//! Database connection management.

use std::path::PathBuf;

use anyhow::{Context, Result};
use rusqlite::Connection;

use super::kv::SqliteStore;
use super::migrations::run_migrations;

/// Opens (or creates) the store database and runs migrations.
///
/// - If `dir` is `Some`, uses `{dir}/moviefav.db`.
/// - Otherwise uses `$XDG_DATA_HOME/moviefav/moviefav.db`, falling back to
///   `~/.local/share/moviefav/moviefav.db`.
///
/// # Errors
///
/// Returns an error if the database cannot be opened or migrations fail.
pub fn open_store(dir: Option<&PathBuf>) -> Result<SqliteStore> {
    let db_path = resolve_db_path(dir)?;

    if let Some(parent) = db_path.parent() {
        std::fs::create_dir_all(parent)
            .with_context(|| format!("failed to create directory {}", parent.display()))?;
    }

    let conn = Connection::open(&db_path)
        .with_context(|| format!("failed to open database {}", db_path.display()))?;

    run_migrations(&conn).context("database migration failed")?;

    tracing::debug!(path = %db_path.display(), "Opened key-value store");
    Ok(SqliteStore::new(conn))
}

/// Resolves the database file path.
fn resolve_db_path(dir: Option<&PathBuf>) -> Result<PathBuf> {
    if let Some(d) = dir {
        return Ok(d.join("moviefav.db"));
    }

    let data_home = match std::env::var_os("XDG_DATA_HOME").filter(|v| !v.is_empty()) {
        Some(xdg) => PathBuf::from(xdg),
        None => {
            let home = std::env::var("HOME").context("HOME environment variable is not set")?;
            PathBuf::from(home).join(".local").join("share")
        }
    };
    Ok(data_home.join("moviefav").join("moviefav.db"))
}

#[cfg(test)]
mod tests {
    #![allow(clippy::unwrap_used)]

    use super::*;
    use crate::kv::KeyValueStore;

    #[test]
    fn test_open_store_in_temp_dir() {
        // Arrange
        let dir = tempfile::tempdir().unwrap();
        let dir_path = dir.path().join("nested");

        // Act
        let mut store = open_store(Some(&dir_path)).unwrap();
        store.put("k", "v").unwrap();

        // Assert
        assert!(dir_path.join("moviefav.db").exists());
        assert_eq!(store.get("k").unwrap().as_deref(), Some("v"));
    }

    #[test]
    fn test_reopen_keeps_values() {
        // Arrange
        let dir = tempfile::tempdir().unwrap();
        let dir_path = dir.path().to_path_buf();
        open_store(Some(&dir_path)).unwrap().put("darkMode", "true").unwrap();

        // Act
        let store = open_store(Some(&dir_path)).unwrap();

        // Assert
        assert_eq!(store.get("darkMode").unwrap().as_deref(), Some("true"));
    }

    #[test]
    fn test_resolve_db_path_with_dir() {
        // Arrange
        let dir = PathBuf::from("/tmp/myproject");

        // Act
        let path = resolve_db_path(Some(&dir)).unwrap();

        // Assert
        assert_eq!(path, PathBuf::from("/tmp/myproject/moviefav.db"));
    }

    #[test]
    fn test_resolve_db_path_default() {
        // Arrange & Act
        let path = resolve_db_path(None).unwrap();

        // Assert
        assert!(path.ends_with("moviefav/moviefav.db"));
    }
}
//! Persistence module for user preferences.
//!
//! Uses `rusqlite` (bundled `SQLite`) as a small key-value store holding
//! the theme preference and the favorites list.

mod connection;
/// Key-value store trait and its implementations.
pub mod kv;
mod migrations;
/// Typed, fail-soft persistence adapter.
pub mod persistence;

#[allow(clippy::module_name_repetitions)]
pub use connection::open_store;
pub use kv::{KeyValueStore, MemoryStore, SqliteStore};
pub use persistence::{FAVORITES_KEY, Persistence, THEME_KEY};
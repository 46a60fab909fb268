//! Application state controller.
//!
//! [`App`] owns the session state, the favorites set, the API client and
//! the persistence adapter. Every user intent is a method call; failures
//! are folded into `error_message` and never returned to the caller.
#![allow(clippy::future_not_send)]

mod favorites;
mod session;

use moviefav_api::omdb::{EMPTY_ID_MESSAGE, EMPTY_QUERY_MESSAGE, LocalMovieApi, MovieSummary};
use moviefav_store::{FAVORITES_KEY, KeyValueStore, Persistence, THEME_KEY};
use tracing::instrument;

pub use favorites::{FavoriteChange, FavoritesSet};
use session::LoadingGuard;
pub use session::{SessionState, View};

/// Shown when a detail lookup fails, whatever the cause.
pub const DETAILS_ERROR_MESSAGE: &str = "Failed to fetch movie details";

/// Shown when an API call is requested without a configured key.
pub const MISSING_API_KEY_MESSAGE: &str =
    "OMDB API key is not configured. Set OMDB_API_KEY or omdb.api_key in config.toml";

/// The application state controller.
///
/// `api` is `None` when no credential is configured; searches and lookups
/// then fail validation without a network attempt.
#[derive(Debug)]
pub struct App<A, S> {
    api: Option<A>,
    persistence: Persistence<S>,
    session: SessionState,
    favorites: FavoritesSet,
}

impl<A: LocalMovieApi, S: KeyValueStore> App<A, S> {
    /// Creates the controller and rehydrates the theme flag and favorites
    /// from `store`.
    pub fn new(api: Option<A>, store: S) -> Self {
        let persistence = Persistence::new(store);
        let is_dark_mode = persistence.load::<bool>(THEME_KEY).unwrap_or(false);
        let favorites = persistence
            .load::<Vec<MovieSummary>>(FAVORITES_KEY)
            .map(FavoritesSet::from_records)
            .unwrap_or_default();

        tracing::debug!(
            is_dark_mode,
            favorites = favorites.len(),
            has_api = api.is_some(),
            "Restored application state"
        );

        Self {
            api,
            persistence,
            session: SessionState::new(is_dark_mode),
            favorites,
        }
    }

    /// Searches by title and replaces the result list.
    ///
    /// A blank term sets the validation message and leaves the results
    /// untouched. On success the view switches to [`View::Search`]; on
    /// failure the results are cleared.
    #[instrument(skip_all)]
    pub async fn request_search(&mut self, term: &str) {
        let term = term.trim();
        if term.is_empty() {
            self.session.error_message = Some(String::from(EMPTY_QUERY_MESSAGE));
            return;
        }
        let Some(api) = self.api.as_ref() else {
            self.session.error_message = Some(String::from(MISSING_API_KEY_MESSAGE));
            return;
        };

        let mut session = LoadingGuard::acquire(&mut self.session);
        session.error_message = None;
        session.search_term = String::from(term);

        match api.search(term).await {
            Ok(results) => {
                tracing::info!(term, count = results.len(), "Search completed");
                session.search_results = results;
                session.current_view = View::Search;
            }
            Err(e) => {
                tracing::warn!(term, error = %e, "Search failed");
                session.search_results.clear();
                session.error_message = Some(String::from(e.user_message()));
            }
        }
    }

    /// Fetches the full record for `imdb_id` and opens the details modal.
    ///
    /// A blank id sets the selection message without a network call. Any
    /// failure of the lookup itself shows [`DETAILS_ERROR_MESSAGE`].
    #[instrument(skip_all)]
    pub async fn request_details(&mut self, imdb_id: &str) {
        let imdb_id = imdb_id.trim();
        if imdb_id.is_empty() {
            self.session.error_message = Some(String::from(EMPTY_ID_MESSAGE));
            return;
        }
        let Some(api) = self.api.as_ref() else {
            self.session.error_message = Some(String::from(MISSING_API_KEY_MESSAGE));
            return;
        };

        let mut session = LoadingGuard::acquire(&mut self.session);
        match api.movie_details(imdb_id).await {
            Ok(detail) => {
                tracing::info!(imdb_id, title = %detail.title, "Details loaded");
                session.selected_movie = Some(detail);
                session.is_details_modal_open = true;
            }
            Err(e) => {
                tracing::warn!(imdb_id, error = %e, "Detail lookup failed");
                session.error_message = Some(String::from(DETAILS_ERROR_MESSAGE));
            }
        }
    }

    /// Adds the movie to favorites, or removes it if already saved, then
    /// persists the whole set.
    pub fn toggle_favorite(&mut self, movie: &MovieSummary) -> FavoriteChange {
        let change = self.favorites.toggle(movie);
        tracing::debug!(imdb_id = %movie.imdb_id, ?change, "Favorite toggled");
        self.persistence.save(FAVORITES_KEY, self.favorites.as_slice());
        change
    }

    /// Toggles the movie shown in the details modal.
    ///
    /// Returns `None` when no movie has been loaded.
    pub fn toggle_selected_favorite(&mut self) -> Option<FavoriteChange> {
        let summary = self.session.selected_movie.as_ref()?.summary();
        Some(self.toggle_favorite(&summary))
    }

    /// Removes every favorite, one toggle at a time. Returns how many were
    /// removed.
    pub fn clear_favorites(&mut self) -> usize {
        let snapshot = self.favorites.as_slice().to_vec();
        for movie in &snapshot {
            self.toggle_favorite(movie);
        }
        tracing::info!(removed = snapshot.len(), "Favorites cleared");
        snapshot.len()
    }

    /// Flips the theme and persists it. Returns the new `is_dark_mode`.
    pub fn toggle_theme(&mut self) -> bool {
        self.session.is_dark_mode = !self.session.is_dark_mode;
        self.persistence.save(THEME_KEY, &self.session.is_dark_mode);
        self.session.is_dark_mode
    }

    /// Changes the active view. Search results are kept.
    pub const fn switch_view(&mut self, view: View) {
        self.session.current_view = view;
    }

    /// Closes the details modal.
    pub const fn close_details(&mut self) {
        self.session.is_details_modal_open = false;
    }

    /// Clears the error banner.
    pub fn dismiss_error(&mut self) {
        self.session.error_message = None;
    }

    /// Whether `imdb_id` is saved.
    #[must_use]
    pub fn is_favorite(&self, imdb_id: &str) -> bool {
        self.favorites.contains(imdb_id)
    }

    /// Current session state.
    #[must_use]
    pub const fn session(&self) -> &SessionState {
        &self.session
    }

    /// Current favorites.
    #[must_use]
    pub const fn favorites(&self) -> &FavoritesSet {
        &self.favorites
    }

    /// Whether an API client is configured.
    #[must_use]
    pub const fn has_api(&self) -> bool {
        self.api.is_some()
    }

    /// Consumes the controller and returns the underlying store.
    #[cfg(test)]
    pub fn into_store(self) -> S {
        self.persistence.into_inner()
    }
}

-------------------------

_WORK REQUIRED_. Identify every line above that includes the word "list", and show those lines.

_TASK SOLUTION_.
//! the theme preference and the favorites list.
    /// Searches by title and replaces the result list.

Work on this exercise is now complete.